Collection entries
-.-.-
//! OpenAI-compatible chat-completions judge.

use async_trait::async_trait;
use serde::{Deserialize, Serialize};
use tracing::debug;

use super::{Judge, JudgeError, JudgeRequest};

const DEFAULT_BASE_URL: &str = "https://api.openai.com/v1";
const DEFAULT_MODEL: &str = "gpt-4o";
const DEFAULT_TEMPERATURE: f32 = 0.2;

/// Judge endpoint configuration.
#[derive(Debug, Clone, PartialEq, Serialize, Deserialize)]
pub struct JudgeConfig {
    /// Base URL of the chat-completions API (without `/chat/completions`).
    pub base_url: String,
    /// Model name.
    pub model: String,
    /// Sampling temperature.
    pub temperature: f32,
    /// Bearer token.
    #[serde(skip_serializing)]
    pub api_key: Option<String>,
}

impl Default for JudgeConfig {
    fn default() -> Self {
        Self {
            base_url: DEFAULT_BASE_URL.to_string(),
            model: DEFAULT_MODEL.to_string(),
            temperature: DEFAULT_TEMPERATURE,
            api_key: None,
        }
    }
}

impl JudgeConfig {
    /// Build a config from `OPENAI_API_KEY`, `OPENAI_BASE_URL`,
    /// `LEAKJUDGE_JUDGE_MODEL` and `LEAKJUDGE_JUDGE_TEMPERATURE`.
    pub fn from_env() -> Self {
        let defaults = Self::default();
        Self {
            base_url: std::env::var("OPENAI_BASE_URL").unwrap_or(defaults.base_url),
            model: std::env::var("LEAKJUDGE_JUDGE_MODEL").unwrap_or(defaults.model),
            temperature: std::env::var("LEAKJUDGE_JUDGE_TEMPERATURE")
                .ok()
                .and_then(|t| t.parse().ok())
                .unwrap_or(defaults.temperature),
            api_key: std::env::var("OPENAI_API_KEY").ok().filter(|k| !k.is_empty()),
        }
    }

    pub fn with_api_key(mut self, key: &str) -> Self {
        self.api_key = Some(key.to_string());
        self
    }

    pub fn with_model(mut self, model: &str) -> Self {
        self.model = model.to_string();
        self
    }

    pub fn with_base_url(mut self, base_url: &str) -> Self {
        self.base_url = base_url.to_string();
        self
    }

    fn completions_url(&self) -> String {
        format!("{}/chat/completions", self.base_url.trim_end_matches('/'))
    }
}

#[derive(Debug, Serialize)]
struct ChatMessage<'a> {
    role: &'a str,
    content: &'a str,
}

#[derive(Debug, Serialize)]
struct ChatRequest<'a> {
    model: &'a str,
    messages: [ChatMessage<'a>; 2],
    temperature: f32,
}

#[derive(Debug, Deserialize)]
struct ChatResponse {
    #[serde(default)]
    choices: Vec<ChatChoice>,
}

#[derive(Debug, Deserialize)]
struct ChatChoice {
    message: ChatResponseMessage,
}

#[derive(Debug, Deserialize)]
struct ChatResponseMessage {
    #[serde(default)]
    content: Option<String>,
}

/// Judge backed by an OpenAI-compatible `/chat/completions` endpoint.
pub struct OpenAiJudge {
    config: JudgeConfig,
    api_key: String,
    http_client: reqwest::Client,
}

impl OpenAiJudge {
    /// Create a judge; fails when no API key is configured.
    pub fn new(config: JudgeConfig) -> Result<Self, JudgeError> {
        let api_key = config.api_key.clone().ok_or(JudgeError::MissingApiKey)?;
        let http_client = reqwest::Client::builder()
            .user_agent(concat!("leakjudge/", env!("CARGO_PKG_VERSION")))
            .build()?;
        Ok(Self {
            config,
            api_key,
            http_client,
        })
    }

    /// Create a judge from environment variables.
    pub fn from_env() -> Result<Self, JudgeError> {
        Self::new(JudgeConfig::from_env())
    }

    pub fn config(&self) -> &JudgeConfig {
        &self.config
    }
}

#[async_trait]
impl Judge for OpenAiJudge {
    async fn complete(&self, request: &JudgeRequest) -> Result<String, JudgeError> {
        let body = ChatRequest {
            model: &self.config.model,
            messages: [
                ChatMessage {
                    role: "system",
                    content: &request.system,
                },
                ChatMessage {
                    role: "user",
                    content: &request.prompt,
                },
            ],
            temperature: self.config.temperature,
        };

        debug!(model = %self.config.model, "sending judge request");
        let response = self
            .http_client
            .post(self.config.completions_url())
            .bearer_auth(&self.api_key)
            .json(&body)
            .send()
            .await?;

        let status = response.status();
        if !status.is_success() {
            let body = response.text().await.unwrap_or_default();
            return Err(JudgeError::Status {
                status: status.as_u16(),
                body,
            });
        }

        let parsed: ChatResponse = response.json().await?;
        parsed
            .choices
            .into_iter()
            .next()
            .and_then(|c| c.message.content)
            .map(|content| content.trim().to_string())
            .ok_or(JudgeError::EmptyResponse)
    }
}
-.-.-
All the data above is to be given again, exactly.

# TASK OUTPUT
//! OpenAI-compatible chat-completions judge.

use async_trait::async_trait;
use serde::{Deserialize, Serialize};
use tracing::debug;

use super::{Judge, JudgeError, JudgeRequest};

const DEFAULT_BASE_URL: &str = "https://api.openai.com/v1";
const DEFAULT_MODEL: &str = "gpt-4o";
const DEFAULT_TEMPERATURE: f32 = 0.2;

/// Judge endpoint configuration.
#[derive(Debug, Clone, PartialEq, Serialize, Deserialize)]
pub struct JudgeConfig {
    /// Base URL of the chat-completions API (without `/chat/completions`).
    pub base_url: String,
    /// Model name.
    pub model: String,
    /// Sampling temperature.
    pub temperature: f32,
    /// Bearer token.
    #[serde(skip_serializing)]
    pub api_key: Option<String>,
}

impl Default for JudgeConfig {
    fn default() -> Self {
        Self {
            base_url: DEFAULT_BASE_URL.to_string(),
            model: DEFAULT_MODEL.to_string(),
            temperature: DEFAULT_TEMPERATURE,
            api_key: None,
        }
    }
}

impl JudgeConfig {
    /// Build a config from `OPENAI_API_KEY`, `OPENAI_BASE_URL`,
    /// `LEAKJUDGE_JUDGE_MODEL` and `LEAKJUDGE_JUDGE_TEMPERATURE`.
    pub fn from_env() -> Self {
        let defaults = Self::default();
        Self {
            base_url: std::env::var("OPENAI_BASE_URL").unwrap_or(defaults.base_url),
            model: std::env::var("LEAKJUDGE_JUDGE_MODEL").unwrap_or(defaults.model),
            temperature: std::env::var("LEAKJUDGE_JUDGE_TEMPERATURE")
                .ok()
                .and_then(|t| t.parse().ok())
                .unwrap_or(defaults.temperature),
            api_key: std::env::var("OPENAI_API_KEY").ok().filter(|k| !k.is_empty()),
        }
    }

    pub fn with_api_key(mut self, key: &str) -> Self {
        self.api_key = Some(key.to_string());
        self
    }

    pub fn with_model(mut self, model: &str) -> Self {
        self.model = model.to_string();
        self
    }

    pub fn with_base_url(mut self, base_url: &str) -> Self {
        self.base_url = base_url.to_string();
        self
    }

    fn completions_url(&self) -> String {
        format!("{}/chat/completions", self.base_url.trim_end_matches('/'))
    }
}

#[derive(Debug, Serialize)]
struct ChatMessage<'a> {
    role: &'a str,
    content: &'a str,
}

#[derive(Debug, Serialize)]
struct ChatRequest<'a> {
    model: &'a str,
    messages: [ChatMessage<'a>; 2],
    temperature: f32,
}

#[derive(Debug, Deserialize)]
struct ChatResponse {
    #[serde(default)]
    choices: Vec<ChatChoice>,
}

#[derive(Debug, Deserialize)]
struct ChatChoice {
    message: ChatResponseMessage,
}

#[derive(Debug, Deserialize)]
struct ChatResponseMessage {
    #[serde(default)]
    content: Option<String>,
}

/// Judge backed by an OpenAI-compatible `/chat/completions` endpoint.
pub struct OpenAiJudge {
    config: JudgeConfig,
    api_key: String,
    http_client: reqwest::Client,
}

impl OpenAiJudge {
    /// Create a judge; fails when no API key is configured.
    pub fn new(config: JudgeConfig) -> Result<Self, JudgeError> {
        let api_key = config.api_key.clone().ok_or(JudgeError::MissingApiKey)?;
        let http_client = reqwest::Client::builder()
            .user_agent(concat!("leakjudge/", env!("CARGO_PKG_VERSION")))
            .build()?;
        Ok(Self {
            config,
            api_key,
            http_client,
        })
    }

    /// Create a judge from environment variables.
    pub fn from_env() -> Result<Self, JudgeError> {
        Self::new(JudgeConfig::from_env())
    }

    pub fn config(&self) -> &JudgeConfig {
        &self.config
    }
}

#[async_trait]
impl Judge for OpenAiJudge {
    async fn complete(&self, request: &JudgeRequest) -> Result<String, JudgeError> {
        let body = ChatRequest {
            model: &self.config.model,
            messages: [
                ChatMessage {
                    role: "system",
                    content: &request.system,
                },
                ChatMessage {
                    role: "user",
                    content: &request.prompt,
                },
            ],
            temperature: self.config.temperature,
        };

        debug!(model = %self.config.model, "sending judge request");
        let response = self
            .http_client
            .post(self.config.completions_url())
            .bearer_auth(&self.api_key)
            .json(&body)
            .send()
            .await?;

        let status = response.status();
        if !status.is_success() {
            let body = response.text().await.unwrap_or_default();
            return Err(JudgeError::Status {
                status: status.as_u16(),
                body,
            });
        }

        let parsed: ChatResponse = response.json().await?;
        parsed
            .choices
            .into_iter()
            .next()
            .and_then(|c| c.message.content)
            .map(|content| content.trim().to_string())
            .ok_or(JudgeError::EmptyResponse)
    }
}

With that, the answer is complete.